Genetic deletion and human papillomavirus infection in cervical cancer: loss of heterozygosity sites at 3p and 5p are important genetic events.

"High-risk" human papillomavirus (HPV) types 16/18 are recognized as being associated with cervical cancer. We have already reported frequent loss of heterozygosity (LOH) at 3p, 3q, 4q, 5p and 5q in primary cervical cancer, the frequency at these sites ranging from 31.0 to 56.3%. The present analysis deals with these frequent-deletion sites in relation to HPV infection. HPV frequency, as determined by PCR and by Southern-blot, was 87.0%. Out of 45 HPV-positive tumours, 26 (57.8%) were "high-risk" HPV-16/18-positive, with HPV type 16 predominant (24 of 26).
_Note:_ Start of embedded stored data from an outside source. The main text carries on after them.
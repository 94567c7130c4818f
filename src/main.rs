// SPDX-License-Identifier: AGPL-3.0-or-later
//
// Copyright (C) 2026 Relational Network

use std::process::ExitCode;

use tokio_util::sync::CancellationToken;
use tracing_subscriber::EnvFilter;

use tomochain_rosetta::api::router;
use tomochain_rosetta::chain::{HttpRpc, TomoClient};
use tomochain_rosetta::config::{Config, LogFormat, DEFAULT_LOG_FILTER};
use tomochain_rosetta::state::AppState;

fn init_tracing(format: LogFormat) {
    let filter =
        EnvFilter::try_from_default_env().unwrap_or_else(|_| EnvFilter::new(DEFAULT_LOG_FILTER));
    match format {
        LogFormat::Json => tracing_subscriber::fmt()
            .json()
            .with_env_filter(filter)
            .init(),
        LogFormat::Pretty => tracing_subscriber::fmt().with_env_filter(filter).init(),
    }
}

/// Cancel `token` on Ctrl-C or SIGTERM.
async fn watch_signals(token: CancellationToken) {
    let ctrl_c = async {
        if let Err(e) = tokio::signal::ctrl_c().await {
            tracing::error!(error = %e, "failed to listen for ctrl-c");
        }
    };

    #[cfg(unix)]
    let terminate = async {
        match tokio::signal::unix::signal(tokio::signal::unix::SignalKind::terminate()) {
            Ok(mut signal) => {
                signal.recv().await;
            }
            Err(e) => {
                tracing::error!(error = %e, "failed to listen for SIGTERM");
                std::future::pending::<()>().await;
            }
        }
    };
    #[cfg(not(unix))]
    let terminate = std::future::pending::<()>();

    tokio::select! {
        _ = ctrl_c => {}
        _ = terminate => {}
    }
    tracing::info!("shutdown requested");
    token.cancel();
}

#[tokio::main]
async fn main() -> ExitCode {
    let config = match Config::from_env() {
        Ok(config) => config,
        Err(e) => {
            eprintln!("configuration error: {e}");
            return ExitCode::FAILURE;
        }
    };
    init_tracing(config.log_format);

    let listen = config.listen;
    let app = if config.is_online() {
        let rpc = match HttpRpc::new(config.node_url.as_str()) {
            Ok(rpc) => rpc,
            Err(e) => {
                tracing::error!(error = %e, node = %config.node_url, "cannot create node client");
                return ExitCode::FAILURE;
            }
        };
        tracing::info!(
            node = %config.node_url,
            network = ?config.network,
            trace_concurrency = config.trace.concurrency,
            "starting online gateway"
        );
        let client = TomoClient::new(rpc, config.trace.clone());
        router(AppState::online(config, client))
    } else {
        tracing::info!(network = ?config.network, "starting offline gateway");
        router(AppState::<TomoClient<HttpRpc>>::offline(config))
    };

    let listener = match tokio::net::TcpListener::bind(listen).await {
        Ok(listener) => listener,
        Err(e) => {
            tracing::error!(error = %e, %listen, "cannot bind listener");
            return ExitCode::FAILURE;
        }
    };
    tracing::info!(%listen, "rosetta gateway listening");

    let shutdown = CancellationToken::new();
    tokio::spawn(watch_signals(shutdown.clone()));

    let served = axum::serve(listener, app)
        .with_graceful_shutdown(async move { shutdown.cancelled().await })
        .await;
    match served {
        Ok(()) => {
            tracing::info!("rosetta gateway stopped");
            ExitCode::SUCCESS
        }
        Err(e) => {
            tracing::error!(error = %e, "server failed");
            ExitCode::FAILURE
        }
    }
}
// SPDX-License-Identifier: AGPL-3.0-or-later
//
// Copyright (C) 2026 Relational Network

//! The narrow interface the HTTP layer uses to reach the chain.
//!
//! [`crate::chain::TomoClient`] is the production implementation; tests use
//! an in-memory one.

use std::future::Future;

use alloy::primitives::{Address, B256, U256};
use serde_json::Value;

use crate::chain::recovery::RecoveryError;
use crate::chain::trace::TraceError;
use crate::chain::types::CallArgs;
use crate::chain::GatewayError;
use crate::models::{
    Block, BlockIdentifier, JsonMap, PartialBlockIdentifier, Peer, SyncStatus, Transaction,
};

/// Which block a request refers to.
#[derive(Debug, Clone, Copy, PartialEq, Eq)]
pub enum BlockSelector {
    Latest,
    Number(u64),
    Hash(B256),
}

impl BlockSelector {
    /// Resolve a client-supplied identifier. The hash wins when both are set.
    pub fn from_partial(partial: &PartialBlockIdentifier) -> Result<Self, ClientError> {
        if let Some(hash) = &partial.hash {
            let hash = hash
                .parse::<B256>()
                .map_err(|e| ClientError::InvalidInput(format!("block hash {hash}: {e}")))?;
            return Ok(Self::Hash(hash));
        }
        match partial.index {
            Some(index) => u64::try_from(index)
                .map(Self::Number)
                .map_err(|_| ClientError::InvalidInput(format!("block index {index}"))),
            None => Ok(Self::Latest),
        }
    }

    /// Block tag for methods that take a block number or tag.
    pub fn tag(&self) -> Value {
        match self {
            Self::Latest => Value::from("latest"),
            Self::Number(n) => Value::from(format!("{n:#x}")),
            Self::Hash(h) => Value::from(h.to_string()),
        }
    }
}

/// Snapshot returned by [`Client::status`].
#[derive(Debug, Clone, PartialEq)]
pub struct NodeStatus {
    pub current_block: BlockIdentifier,
    /// Milliseconds since the Unix epoch.
    pub current_timestamp: i64,
    pub genesis_block: BlockIdentifier,
    pub sync_status: SyncStatus,
    pub peers: Vec<Peer>,
}

/// Native balance of one account at one block.
#[derive(Debug, Clone, PartialEq, Eq)]
pub struct AccountBalance {
    pub block: BlockIdentifier,
    pub balance: U256,
    pub nonce: u64,
}

/// Errors surfaced through the [`Client`] interface.
#[derive(Debug, Clone, PartialEq, Eq, thiserror::Error)]
pub enum ClientError {
    #[error(transparent)]
    Gateway(#[from] GatewayError),

    #[error("sealer recovery failed: {0}")]
    Recovery(#[from] RecoveryError),

    #[error("operation derivation failed: {0}")]
    Trace(#[from] TraceError),

    #[error("node is not ready: {0}")]
    NodeNotReady(String),

    #[error("invalid input: {0}")]
    InvalidInput(String),

    #[error("invalid call parameters: {0}")]
    CallParametersInvalid(String),

    #[error("unsupported call method: {0}")]
    CallMethodInvalid(String),

    #[error("call output could not be encoded: {0}")]
    CallOutputMarshal(String),

    #[error("worker task failed: {0}")]
    Task(String),
}

/// Chain access used by the Rosetta handlers.
pub trait Client: Send + Sync + 'static {
    fn chain_id(&self) -> impl Future<Output = Result<u64, ClientError>> + Send;

    fn status(&self) -> impl Future<Output = Result<NodeStatus, ClientError>> + Send;

    fn block(
        &self,
        selector: BlockSelector,
    ) -> impl Future<Output = Result<Block, ClientError>> + Send;

    fn balance(
        &self,
        account: Address,
        selector: BlockSelector,
    ) -> impl Future<Output = Result<AccountBalance, ClientError>> + Send;

    fn pending_nonce_at(
        &self,
        account: Address,
    ) -> impl Future<Output = Result<u64, ClientError>> + Send;

    fn suggest_gas_price(&self) -> impl Future<Output = Result<U256, ClientError>> + Send;

    fn estimate_gas(
        &self,
        args: CallArgs,
    ) -> impl Future<Output = Result<u64, ClientError>> + Send;

    /// Relay a signed transaction; returns the hash the node reports.
    fn submit_tx(
        &self,
        signed: Vec<u8>,
    ) -> impl Future<Output = Result<B256, ClientError>> + Send;

    fn call(
        &self,
        method: String,
        parameters: JsonMap,
    ) -> impl Future<Output = Result<JsonMap, ClientError>> + Send;

    fn mempool(&self) -> impl Future<Output = Result<Vec<B256>, ClientError>> + Send;

    fn mempool_transaction(
        &self,
        hash: B256,
    ) -> impl Future<Output = Result<Transaction, ClientError>> + Send;
}

#[cfg(test)]
mod tests {
    use super::*;

    #[test]
    fn hash_takes_precedence_over_index() {
        let hash = B256::repeat_byte(1);
        let partial = PartialBlockIdentifier {
            index: Some(5),
            hash: Some(hash.to_string()),
        };
        assert_eq!(BlockSelector::from_partial(&partial).unwrap(), BlockSelector::Hash(hash));
    }

    #[test]
    fn empty_identifier_is_latest() {
        let selector = BlockSelector::from_partial(&PartialBlockIdentifier::default()).unwrap();
        assert_eq!(selector, BlockSelector::Latest);
        assert_eq!(selector.tag(), Value::from("latest"));
    }

    #[test]
    fn index_is_encoded_as_quantity() {
        let partial = PartialBlockIdentifier {
            index: Some(900),
            hash: None,
        };
        let selector = BlockSelector::from_partial(&partial).unwrap();
        assert_eq!(selector.tag(), Value::from("0x384"));
    }

    #[test]
    fn negative_index_and_bad_hash_are_rejected() {
        let negative = PartialBlockIdentifier {
            index: Some(-1),
            hash: None,
        };
        assert!(matches!(
            BlockSelector::from_partial(&negative),
            Err(ClientError::InvalidInput(_))
        ));

        let bad_hash = PartialBlockIdentifier {
            index: None,
            hash: Some("0x1234".to_string()),
        };
        assert!(matches!(
            BlockSelector::from_partial(&bad_hash),
            Err(ClientError::InvalidInput(_))
        ));
    }
}
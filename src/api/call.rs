// SPDX-License-Identifier: AGPL-3.0-or-later
//
// Copyright (C) 2026 Relational Network

use axum::{extract::State, Json};

use super::{online, validate_network};
use crate::client::Client;
use crate::error::ApiError;
use crate::models::{CallRequest, CallResponse};
use crate::state::AppState;

pub async fn call<C: Client>(
    State(state): State<AppState<C>>,
    Json(request): Json<CallRequest>,
) -> Result<Json<CallResponse>, ApiError> {
    let client = online(&state)?;
    validate_network(&state, &request.network_identifier).await?;

    let result = client.call(request.method, request.parameters).await?;
    Ok(Json(CallResponse {
        result,
        idempotent: false,
    }))
}
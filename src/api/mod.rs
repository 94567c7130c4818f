// SPDX-License-Identifier: AGPL-3.0-or-later
//
// Copyright (C) 2026 Relational Network

//! Rosetta HTTP surface.
//!
//! Every endpoint is a `POST` with a JSON body. Handlers validate the network
//! identifier, then forward to the [`Client`] or to the construction steps.

use axum::{routing::post, Router};
use tower_http::{cors::CorsLayer, trace::TraceLayer};

use crate::chain::BLOCKCHAIN;
use crate::client::Client;
use crate::error::{ApiError, ErrorCode};
use crate::models::NetworkIdentifier;
use crate::state::AppState;

pub mod account;
pub mod block;
pub mod call;
pub mod construction;
pub mod mempool;
pub mod network;

pub fn router<C: Client>(state: AppState<C>) -> Router {
    Router::new()
        .route("/network/list", post(network::list::<C>))
        .route("/network/options", post(network::options::<C>))
        .route("/network/status", post(network::status::<C>))
        .route("/account/balance", post(account::balance::<C>))
        .route("/block", post(block::block::<C>))
        .route("/block/transaction", post(block::block_transaction::<C>))
        .route("/mempool", post(mempool::mempool::<C>))
        .route("/mempool/transaction", post(mempool::mempool_transaction::<C>))
        .route("/construction/derive", post(construction::derive::<C>))
        .route("/construction/preprocess", post(construction::preprocess::<C>))
        .route("/construction/metadata", post(construction::metadata::<C>))
        .route("/construction/payloads", post(construction::payloads::<C>))
        .route("/construction/combine", post(construction::combine::<C>))
        .route("/construction/parse", post(construction::parse::<C>))
        .route("/construction/hash", post(construction::hash::<C>))
        .route("/construction/submit", post(construction::submit::<C>))
        .route("/call", post(call::call::<C>))
        .with_state(state)
        .layer(TraceLayer::new_for_http())
        .layer(CorsLayer::permissive())
}

/// The network identifier this gateway serves.
pub fn network_identifier(chain_id: u64) -> NetworkIdentifier {
    NetworkIdentifier {
        blockchain: BLOCKCHAIN.to_string(),
        network: chain_id.to_string(),
        sub_network_identifier: None,
    }
}

/// The chain client, or `UnavailableOffline` in offline mode.
pub(crate) fn online<C>(state: &AppState<C>) -> Result<&C, ApiError> {
    state
        .client
        .as_deref()
        .ok_or_else(|| ApiError::new(ErrorCode::UnavailableOffline))
}

/// Check `network` against the served chain and return its chain id.
///
/// Online, the chain id comes from the node; offline, from the configured
/// network.
pub(crate) async fn validate_network<C: Client>(
    state: &AppState<C>,
    network: &NetworkIdentifier,
) -> Result<u64, ApiError> {
    if network.blockchain != BLOCKCHAIN {
        return Err(ApiError::with_error(
            ErrorCode::InvalidNetwork,
            format!("unsupported blockchain {}", network.blockchain),
        ));
    }
    if network.sub_network_identifier.is_some() {
        return Err(ApiError::with_error(
            ErrorCode::InvalidNetwork,
            "sub networks are not supported",
        ));
    }
    let requested: u64 = network.network.parse().map_err(|_| {
        ApiError::with_error(
            ErrorCode::InvalidNetwork,
            format!("network {} is not a chain id", network.network),
        )
    })?;

    let served = match &state.client {
        Some(client) => client.chain_id().await?,
        None => state.chain_id(),
    };
    if requested != served {
        return Err(ApiError::with_error(
            ErrorCode::InvalidNetwork,
            format!("network {requested} is not served, expected {served}"),
        ));
    }
    Ok(served)
}

#[cfg(test)]
pub(crate) mod tests {
    use super::*;
    use crate::config::{Config, LogFormat, Mode, Network};
    use crate::testing::InMemoryClient;
    use axum::body::{to_bytes, Body};
    use axum::http::{Request, StatusCode};
    use serde_json::{json, Value};
    use tower::ServiceExt;

    pub(crate) fn config(mode: Mode) -> Config {
        Config {
            mode,
            network: Network::Mainnet,
            listen: "127.0.0.1:8080".parse().unwrap(),
            node_url: "http://localhost:8545".parse().unwrap(),
            trace: Default::default(),
            log_format: LogFormat::Pretty,
        }
    }

    pub(crate) fn online_state(client: InMemoryClient) -> AppState<InMemoryClient> {
        AppState::online(config(Mode::Online), client)
    }

    pub(crate) fn offline_state() -> AppState<InMemoryClient> {
        AppState::offline(config(Mode::Offline))
    }

    pub(crate) fn mainnet() -> NetworkIdentifier {
        network_identifier(88)
    }

    async fn post_json(app: Router, path: &str, body: Value) -> (StatusCode, Value) {
        let request = Request::post(path)
            .header("content-type", "application/json")
            .body(Body::from(body.to_string()))
            .unwrap();
        let response = app.oneshot(request).await.unwrap();
        let status = response.status();
        let bytes = to_bytes(response.into_body(), usize::MAX).await.unwrap();
        (status, serde_json::from_slice(&bytes).unwrap())
    }

    #[tokio::test]
    async fn router_builds_with_all_routes() {
        let app = router(online_state(InMemoryClient::new(88)));
        let _ = app.into_make_service();
    }

    #[tokio::test]
    async fn network_list_is_served_over_http() {
        let app = router(online_state(InMemoryClient::new(88)));
        let (status, body) = post_json(app, "/network/list", json!({})).await;
        assert_eq!(status, StatusCode::OK);
        assert_eq!(
            body,
            json!({"network_identifiers": [{"blockchain": "tomochain", "network": "88"}]})
        );
    }

    #[tokio::test]
    async fn offline_endpoints_fail_with_rosetta_error() {
        let app = router(offline_state());
        let (status, body) = post_json(
            app,
            "/block",
            json!({"network_identifier": mainnet(), "block_identifier": {"index": 1}}),
        )
        .await;
        assert_eq!(status, StatusCode::INTERNAL_SERVER_ERROR);
        assert_eq!(body["code"], ErrorCode::UnavailableOffline as i32);
    }

    #[tokio::test]
    async fn network_validation_checks_every_field() {
        let state = online_state(InMemoryClient::new(88));
        assert_eq!(validate_network(&state, &mainnet()).await.unwrap(), 88);

        let mut wrong_chain = mainnet();
        wrong_chain.blockchain = "ethereum".to_string();
        let mut sub_network = mainnet();
        sub_network.sub_network_identifier = Some(json!({"network": "shard"}));
        let mut not_a_number = mainnet();
        not_a_number.network = "mainnet".to_string();
        let mut other_chain = mainnet();
        other_chain.network = "89".to_string();

        for network in [wrong_chain, sub_network, not_a_number, other_chain] {
            let err = validate_network(&state, &network).await.unwrap_err();
            assert_eq!(err.code, ErrorCode::InvalidNetwork as i32, "{network:?}");
        }
    }

    #[tokio::test]
    async fn offline_validation_uses_configured_network() {
        let state = offline_state();
        assert_eq!(validate_network(&state, &mainnet()).await.unwrap(), 88);
        assert!(online(&state).is_err());
    }
}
Among these 24, 14 (58.3%) tumours had HPV-16 DNA integrated with the host genome. LOH on 3p revealed significant association with HPV-16/18 infection; 64.0% of LOH at 3p was in HPV16/18-positive tumours, vs. 23.3% in the tumours that did not reveal the presence of HPV16/18. On the other hand, 78.6% of LOH at 5p, which was the most frequent (56.3%), was in tumours without HPV16/18 infection, vs. 43.7% in tumours that had HPV 16/18 infection, suggesting independence of HPV 16/18 infection. At other sites, LOH did not differ, irrespective of the presence or absence of "high-risk" HPV infection.